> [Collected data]

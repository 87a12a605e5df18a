//! CLI module - Command-line interface for animedash
//!
//! This module provides a structured CLI using clap for argument parsing.

mod commands;

use clap::{Parser, Subcommand};
use std::path::PathBuf;

/// animedash - Anime catalog manager
/// Curate anime, episodes, streaming links and subtitles in your backend
#[derive(Parser)]
#[command(name = "animedash")]
#[command(author, version, about, long_about = None)]
pub struct Cli {
    #[command(subcommand)]
    pub command: Option<Commands>,
}

#[derive(Subcommand)]
pub enum Commands {
    /// Create default config file
    Init,

    /// Create an account
    Signup {
        email: String,
        /// Read from stdin when omitted
        #[arg(long)]
        password: Option<String>,
    },

    /// Sign in and remember the session
    Login {
        email: String,
        /// Read from stdin when omitted
        #[arg(long)]
        password: Option<String>,
    },

    /// Sign out and forget the session
    Logout,

    /// Show the signed-in user
    Whoami,

    /// Send a password reset email
    ResetPassword {
        email: String,
        /// Page the reset link should land on
        #[arg(long)]
        redirect_to: Option<String>,
    },

    /// List your anime
    #[command(alias = "ls", alias = "l")]
    List,

    /// Show an anime with its episodes, links and subtitles
    #[command(alias = "i", alias = "info")]
    Show {
        /// Anime ID
        id: String,
    },

    /// Build a draft file to review and submit with `add`
    Draft(DraftArgs),

    /// Submit a draft file
    #[command(alias = "a")]
    Add {
        /// Draft JSON file
        path: PathBuf,
    },

    /// Change fields of an anime
    Update(UpdateArgs),

    /// Delete an anime
    #[command(alias = "rm", alias = "r")]
    Remove {
        /// Anime ID
        id: String,
        /// Skip the confirmation prompt
        #[arg(long, short)]
        yes: bool,
    },

    /// Add a link to an existing episode
    AddLinks(AddLinksArgs),
}

#[derive(clap::Args)]
pub struct DraftArgs {
    /// Where to write the draft JSON
    pub output: PathBuf,

    #[arg(long)]
    pub title: Option<String>,

    #[arg(long)]
    pub description: Option<String>,

    #[arg(long)]
    pub studio: Option<String>,

    #[arg(long)]
    pub rating: Option<f32>,

    #[arg(long)]
    pub year: Option<i32>,

    /// ongoing, completed or upcoming
    #[arg(long)]
    pub status: Option<String>,

    /// Repeat for several genres
    #[arg(long = "genre")]
    pub genres: Vec<String>,

    /// Total number of empty episodes
    #[arg(long)]
    pub episodes: Option<usize>,

    /// Append episodes prefilled with the quick-setup template
    #[arg(long)]
    pub quick_setup: Option<usize>,

    /// Duration for every episode (MM:SS)
    #[arg(long)]
    pub duration: Option<String>,

    /// Platform for every link
    #[arg(long)]
    pub platform: Option<String>,

    /// Quality for every link
    #[arg(long)]
    pub quality: Option<String>,

    /// Start from an existing draft instead of a fresh one
    #[arg(long)]
    pub from: Option<PathBuf>,
}

#[derive(clap::Args)]
pub struct UpdateArgs {
    /// Anime ID
    pub id: String,

    #[arg(long)]
    pub title: Option<String>,

    #[arg(long)]
    pub description: Option<String>,

    #[arg(long)]
    pub synopsis: Option<String>,

    #[arg(long)]
    pub rating: Option<f32>,

    #[arg(long)]
    pub year: Option<i32>,

    #[arg(long)]
    pub status: Option<String>,

    #[arg(long)]
    pub thumbnail: Option<String>,

    /// Replace the genre list; repeat for several
    #[arg(long = "genre")]
    pub genres: Vec<String>,

    /// Hide the anime from the catalog
    #[arg(long, conflicts_with = "unarchive")]
    pub archive: bool,

    #[arg(long)]
    pub unarchive: bool,
}

#[derive(clap::Args)]
pub struct AddLinksArgs {
    /// Anime ID
    pub anime_id: String,

    /// Episode number
    pub episode: u32,

    #[arg(long)]
    pub platform: String,

    #[arg(long)]
    pub url: String,

    #[arg(long)]
    pub quality: Option<String>,

    #[arg(long)]
    pub file_size: Option<String>,

    /// LANGUAGE=URL, repeat for several
    #[arg(long = "subtitle")]
    pub subtitles: Vec<String>,
}

pub use commands::*;

#[cfg(test)]
mod tests {
    use super::*;
    use clap::CommandFactory;

    #[test]
    fn command_definition_is_consistent() {
        Cli::command().debug_assert();
    }

    #[test]
    fn add_links_parses_subtitles() {
        let cli = Cli::try_parse_from([
            "animedash",
            "add-links",
            "0b6f2b36-1d5e-4b8e-8f0c-2a4b6c8d0e12",
            "3",
            "--platform",
            "Crunchyroll",
            "--url",
            "https://crunchyroll.example/3",
            "--subtitle",
            "English=https://subs.example/3.vtt",
        ])
        .unwrap();

        let Some(Commands::AddLinks(args)) = cli.command else {
            panic!("expected add-links");
        };
        assert_eq!(args.episode, 3);
        assert_eq!(args.subtitles, vec!["English=https://subs.example/3.vtt"]);
    }

    #[test]
    fn archive_flags_conflict() {
        let result = Cli::try_parse_from(["animedash", "update", "id", "--archive", "--unarchive"]);
        assert!(result.is_err());
    }
}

> [Activity] Return what is listed above, exactly and completely.

> [Response to this exercise]
repository 87a12a605e5df18a
//! CLI module - Command-line interface for animedash
//!
//! This module provides a structured CLI using clap for argument parsing.

mod commands;

use clap::{Parser, Subcommand};
use std::path::PathBuf;

/// animedash - Anime catalog manager
/// Curate anime, episodes, streaming links and subtitles in your backend
#[derive(Parser)]
#[command(name = "animedash")]
#[command(author, version, about, long_about = None)]
pub struct Cli {
    #[command(subcommand)]
    pub command: Option<Commands>,
}

#[derive(Subcommand)]
pub enum Commands {
    /// Create default config file
    Init,

    /// Create an account
    Signup {
        email: String,
        /// Read from stdin when omitted
        #[arg(long)]
        password: Option<String>,
    },

    /// Sign in and remember the session
    Login {
        email: String,
        /// Read from stdin when omitted
        #[arg(long)]
        password: Option<String>,
    },

    /// Sign out and forget the session
    Logout,

    /// Show the signed-in user
    Whoami,

    /// Send a password reset email
    ResetPassword {
        email: String,
        /// Page the reset link should land on
        #[arg(long)]
        redirect_to: Option<String>,
    },

    /// List your anime
    #[command(alias = "ls", alias = "l")]
    List,

    /// Show an anime with its episodes, links and subtitles
    #[command(alias = "i", alias = "info")]
    Show {
        /// Anime ID
        id: String,
    },

    /// Build a draft file to review and submit with `add`
    Draft(DraftArgs),

    /// Submit a draft file
    #[command(alias = "a")]
    Add {
        /// Draft JSON file
        path: PathBuf,
    },

    /// Change fields of an anime
    Update(UpdateArgs),

    /// Delete an anime
    #[command(alias = "rm", alias = "r")]
    Remove {
        /// Anime ID
        id: String,
        /// Skip the confirmation prompt
        #[arg(long, short)]
        yes: bool,
    },

    /// Add a link to an existing episode
    AddLinks(AddLinksArgs),
}

#[derive(clap::Args)]
pub struct DraftArgs {
    /// Where to write the draft JSON
    pub output: PathBuf,

    #[arg(long)]
    pub title: Option<String>,

    #[arg(long)]
    pub description: Option<String>,

    #[arg(long)]
    pub studio: Option<String>,

    #[arg(long)]
    pub rating: Option<f32>,

    #[arg(long)]
    pub year: Option<i32>,

    /// ongoing, completed or upcoming
    #[arg(long)]
    pub status: Option<String>,

    /// Repeat for several genres
    #[arg(long = "genre")]
    pub genres: Vec<String>,

    /// Total number of empty episodes
    #[arg(long)]
    pub episodes: Option<usize>,

    /// Append episodes prefilled with the quick-setup template
    #[arg(long)]
    pub quick_setup: Option<usize>,

    /// Duration for every episode (MM:SS)
    #[arg(long)]
    pub duration: Option<String>,

    /// Platform for every link
    #[arg(long)]
    pub platform: Option<String>,

    /// Quality for every link
    #[arg(long)]
    pub quality: Option<String>,

    /// Start from an existing draft instead of a fresh one
    #[arg(long)]
    pub from: Option<PathBuf>,
}

#[derive(clap::Args)]
pub struct UpdateArgs {
    /// Anime ID
    pub id: String,

    #[arg(long)]
    pub title: Option<String>,

    #[arg(long)]
    pub description: Option<String>,

    #[arg(long)]
    pub synopsis: Option<String>,

    #[arg(long)]
    pub rating: Option<f32>,

    #[arg(long)]
    pub year: Option<i32>,

    #[arg(long)]
    pub status: Option<String>,

    #[arg(long)]
    pub thumbnail: Option<String>,

    /// Replace the genre list; repeat for several
    #[arg(long = "genre")]
    pub genres: Vec<String>,

    /// Hide the anime from the catalog
    #[arg(long, conflicts_with = "unarchive")]
    pub archive: bool,

    #[arg(long)]
    pub unarchive: bool,
}

#[derive(clap::Args)]
pub struct AddLinksArgs {
    /// Anime ID
    pub anime_id: String,

    /// Episode number
    pub episode: u32,

    #[arg(long)]
    pub platform: String,

    #[arg(long)]
    pub url: String,

    #[arg(long)]
    pub quality: Option<String>,

    #[arg(long)]
    pub file_size: Option<String>,

    /// LANGUAGE=URL, repeat for several
    #[arg(long = "subtitle")]
    pub subtitles: Vec<String>,
}

pub use commands::*;

#[cfg(test)]
mod tests {
    use super::*;
    use clap::CommandFactory;

    #[test]
    fn command_definition_is_consistent() {
        Cli::command().debug_assert();
    }

    #[test]
    fn add_links_parses_subtitles() {
        let cli = Cli::try_parse_from([
            "animedash",
            "add-links",
            "0b6f2b36-1d5e-4b8e-8f0c-2a4b6c8d0e12",
            "3",
            "--platform",
            "Crunchyroll",
            "--url",
            "https://crunchyroll.example/3",
            "--subtitle",
            "English=https://subs.example/3.vtt",
        ])
        .unwrap();

        let Some(Commands::AddLinks(args)) = cli.command else {
            panic!("expected add-links");
        };
        assert_eq!(args.episode, 3);
        assert_eq!(args.subtitles, vec!["English=https://subs.example/3.vtt"]);
    }

    #[test]
    fn archive_flags_conflict() {
        let result = Cli::try_parse_from(["animedash", "update", "id", "--archive", "--unarchive"]);
        assert!(result.is_err());
    }
}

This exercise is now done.